The new minister is “not fully on top of” the job – but don’t worry, he’ll “look into it”

Hansom new 2008

Safe as houses

Meet the new housing minister, hear the same old promises. Lee Rowley, formerly construction’s man in government, was getting to know his brief by touring housing fringe events at last week’s Tory party conference. “I’ve only been in the job two-and-a-half weeks, so you’ll understand if I’m not fully on top of the brief,” he explained to one deflated audience. At another event, the issue of planning was raised – basically, it’s terribly slow and can he speed it up – but his answer didn’t raise too much optimism either. “I will look into it.” Ho hum.

Taking aim

Also at the conference was the boss of the country’s biggest housebuilder. Barratt chief executive David Thomas took a swipe at the chopping and changing of government housing targets. “We don’t care if targets are set nationally or locally, we just want a system that works.” Presumably, the minister is looking into it.

For frack’s sake

Business secretary Jacob Rees-Mogg (yes, you didn’t dream it) – whose net worth has been estimated to be in excess of £100m – told the conference he’d welcome fracking in his back garden. “Which part of his back garden?” quipped one chief executive. Meanwhile, Rees-Mogg is clearly not a fan of one Tory party grandee, a former deputy PM no less. Asked if fracking should be allowed anywhere, he replied: “It would be a loss to the country if Michael Heseltine’s arboretum was knocked down for fracking.” It’s worth pointing out Heseltine thinks Brexit is madness whereas Rees-Mogg is a true believer. Aren’t they supposed to be on the same side?

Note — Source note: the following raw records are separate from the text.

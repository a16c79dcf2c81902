// handlers/public/auth.rs - POST /api/auth/login, POST /api/auth/logout

use axum::{
    extract::State,
    http::header,
    response::{IntoResponse, Response},
};
use serde::Deserialize;
use serde_json::json;

use crate::app::AppState;
use crate::auth::verify_credentials;
use crate::database::{PublicUser, User};
use crate::error::ApiError;
use crate::handlers::utils::ApiJson;
use crate::middleware::ApiResponse;

const INVALID_CREDENTIALS: &str = "Invalid username or password";

#[derive(Debug, Deserialize)]
pub struct LoginRequest {
    #[serde(default)]
    pub username: String,
    #[serde(default)]
    pub password: String,
}

/// POST /api/auth/login - Verify credentials and start a session cookie
///
/// Every failure (unknown user, wrong password, disabled account, disabled
/// tenant) answers the same 401 after the same password work, so neither the
/// body nor the timing tells which one it was.
pub async fn login(
    State(state): State<AppState>,
    ApiJson(body): ApiJson<LoginRequest>,
) -> Result<Response, ApiError> {
    let username = body.username.trim();
    if username.is_empty() || body.password.is_empty() {
        return Err(ApiError::unauthorized(INVALID_CREDENTIALS));
    }

    let user = state.store.users.find_unique("username", username).await?;

    // Unknown usernames go through the same Argon2 work as wrong passwords.
    let password = body.password.clone();
    let hash = user.as_ref().map(|u| u.password_hash.clone());
    let verified =
        tokio::task::spawn_blocking(move || verify_credentials(&password, hash.as_deref()))
            .await
            .map_err(|e| {
                tracing::error!("password verification task failed: {}", e);
                ApiError::internal_server_error("An error occurred while processing your request")
            })?;

    let user = match user {
        Some(user) if verified => user,
        Some(user) => {
            tracing::info!(user_id = %user.id, "login refused: wrong password");
            return Err(ApiError::unauthorized(INVALID_CREDENTIALS));
        }
        None => {
            tracing::info!(username, "login refused: unknown user");
            return Err(ApiError::unauthorized(INVALID_CREDENTIALS));
        }
    };

    if let Err(reason) = account_usable(&state, &user).await? {
        tracing::info!(user_id = %user.id, "login refused: {}", reason);
        return Err(ApiError::unauthorized(INVALID_CREDENTIALS));
    }

    let cookie = state.sessions.start(&user.session_payload()).map_err(|e| {
        tracing::error!("failed to issue session token: {}", e);
        ApiError::internal_server_error("Could not start a session")
    })?;

    tracing::info!(user_id = %user.id, role = %user.role, "login succeeded");

    Ok((
        [(header::SET_COOKIE, cookie)],
        ApiResponse::success(PublicUser::from(user)),
    )
        .into_response())
}

/// `Ok(Err(reason))` when the account exists but may not sign in.
async fn account_usable(
    state: &AppState,
    user: &User,
) -> Result<Result<(), &'static str>, ApiError> {
    if !user.is_active {
        return Ok(Err("account disabled"));
    }

    let Some(tenant_id) = user.tenant_id else {
        // Platform principals have no tenant and must be super admins.
        return Ok(if user.role.is_super_admin() {
            Ok(())
        } else {
            Err("tenant role without a tenant")
        });
    };

    Ok(match state.store.tenants.get_by_id(tenant_id).await? {
        Some(tenant) if tenant.is_active => Ok(()),
        Some(_) => Err("tenant disabled"),
        None => Err("tenant missing"),
    })
}

/// POST /api/auth/logout - Clear the session cookie
pub async fn logout(State(state): State<AppState>) -> Response {
    (
        [(header::SET_COOKIE, state.sessions.cookie.clear())],
        ApiResponse::success(json!({ "loggedOut": true })),
    )
        .into_response()
}
pub mod bootstrap;

pub use bootstrap::{ensure_super_admin, BootstrapOutcome};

One staffer from Grimshaw, which is working on an airport at Shenzhen, tells my hack only one of the team has made it into the city and even then it took them six months to get in

Not so fast

Minister for London Paul Scully, best known for recently being sent out to defend the chancellor’s 45p tax cut only for the policy to be abolished, left some more people scratching their heads last week. Why are we still building homes that will need to be retrofitted, some people wondered? Why not just get on with it now? Scully replied that the government is “not trying to get to net zero tomorrow, we’re trying to get there by 2050”. Baffling stuff.

Swearing on the Bible

A trip to meet Stanhope at Paternoster Square in the City and Warwick Court, a refurbished 1990s office block, in particular. Its setting is impressive with views over to St Paul’s Cathedral, and an immediate neighbour is the house of the dean of St Paul’s which, when my scribe visited, seemed to be having some repair work done on the roof. Some of the language being used by the workmen up there was, let’s say, a little unholy. I’m assuming it was builders issuing the profanities and not the dean himself who fancied mucking in …

Slow road to China

Ever wondered what China’s zero covid policy looks like in practice? One staffer from Grimshaw, which is working on an airport at Shenzhen, tells my hack only one of the team has made it into the city and even then it took them six months to get in. And once they arrived, they faced three weeks locked inside a hotel room unable to leave, despite being vaccinated. Put simply, that sounds like hell. The Arsenal fan in me says I’d rather watch Spurs …

Verse ways into construction

The organisers of last week’s UK Construction Week launched it with the novel idea of a poem about the industry. Called Bricks and More Than, by Birmingham poet Casey Bailey, the ode to the industry finishes with the line: “When life gives you obstruction, there are solutions in construction.” Perhaps a refrain with which to arm all harassed site managers.

Head for heights

The View of London from Pinnacle, Canary Wharf (c) Ollie Dixon iiCMYK copy

Source: Oliver Dixon

For those who happen to call the Landmark Pinnacle in Canary Wharf home, this is the view they get from the country’s highest roof garden more than 750ft up in the air. It includes 13,000 plants and, the blurb says, gives “uninterrupted 360º views that one would typically only be treated to when airborne”. It also boasts the UK’s highest gym. Though for a real workout, just use the stairs.